Given that info, it would seem like M!M! has the tougher dragon when compared to OD&D.
But in the footnote, there's a reference to Smaug: Every dragon has a weak spot. If you hit it there, it will die! Whittling down the monster's 525 hit points is for the suckers who just walk up to it with pikes and swords and have no idea what they are doing. For the shrewd warrior who gathers intelligence, plans wisely, distracts the monster, tricks the dragon into exposing its weakness, and aims his blow with luck and skill, Ken St. Andre's dragon has 1 Hit Point.
Now imagine if that was the only way to kill a dragon: No amount of hitting it in its adamantium scales would ever do damage! You have to find a soft bit—like it's eye, or under the joint of its wing, or inside it's mouth—then get into position, and strike true! All without getting blasted to a cinder, slashed to ribbons, crushed under a giant claw, or freezing in panic.
Suddenly, facing a dragon with 16 Hit Points becomes death-defying challenge. Or even a death wish.
Because that's what it is.
That said, adding more Hit Points to the monsters is another easy hack to the game. There's nothing wrong with revising the monster questionnaire so that it gives boss monsters triple-digit HP totals.

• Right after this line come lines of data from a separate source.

//! keycrypt-crypto: keyed hashing and authenticated encryption from one secret
//!
//! A shallow facade over audited RustCrypto primitives. Callers pick a
//! [`HashAlgo`] for HMAC digests and never choose cipher modes or nonces.
//!
//! Key usage:
//! ```text
//! Secret (caller-supplied string)
//!   ├── HMAC key for every digest (hash, check, hash_filename)
//!   └── AES-256-GCM key = hex(HMAC-MD5(secret, secret)) as 32 ASCII bytes
//!       └── Envelope: [12-byte random nonce][ciphertext][16-byte tag]
//! ```

pub mod algo;
pub mod driver;
pub mod envelope;
pub mod error;
pub mod hash;

pub use algo::{hash_size, HashAlgo};
pub use driver::Crypto;
pub use error::{CryptoError, CryptoResult};

/// Size of the derived AES-256 key in bytes
pub const KEY_SIZE: usize = 32;

/// Size of an AES-GCM nonce (96-bit)
pub const NONCE_SIZE: usize = 12;

/// Size of a GCM authentication tag
pub const TAG_SIZE: usize = 16;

But for me, I'd have to fundamentally change the way I play the monsters to accommodate, making them much stupider and slower and generally more boring. Playing a dragon with 96 HP, you would have to let each player deal damage every time they talk, regardless of their strategy or tactics, to give them even the tiniest chance of surviving.
In my first Dungeon World session, I did let them deal damage basically every time they talked, because I didn't understand how the game works. Yes, they killed my "boss" enemy right way, and hardly suffered a scratch. But I soon got the hang of it.
Or, if they knew the dragon wasn't going to pull any punches, giving the dragon 96 HP might encourage them to spend months of time in the game raising an an actual legion; months planning their siege; gathering a poison to sedate it momentarily, preparing a ritual to enchant the cords to bind it, gathering catapults and canons, etc. It could be pretty epic.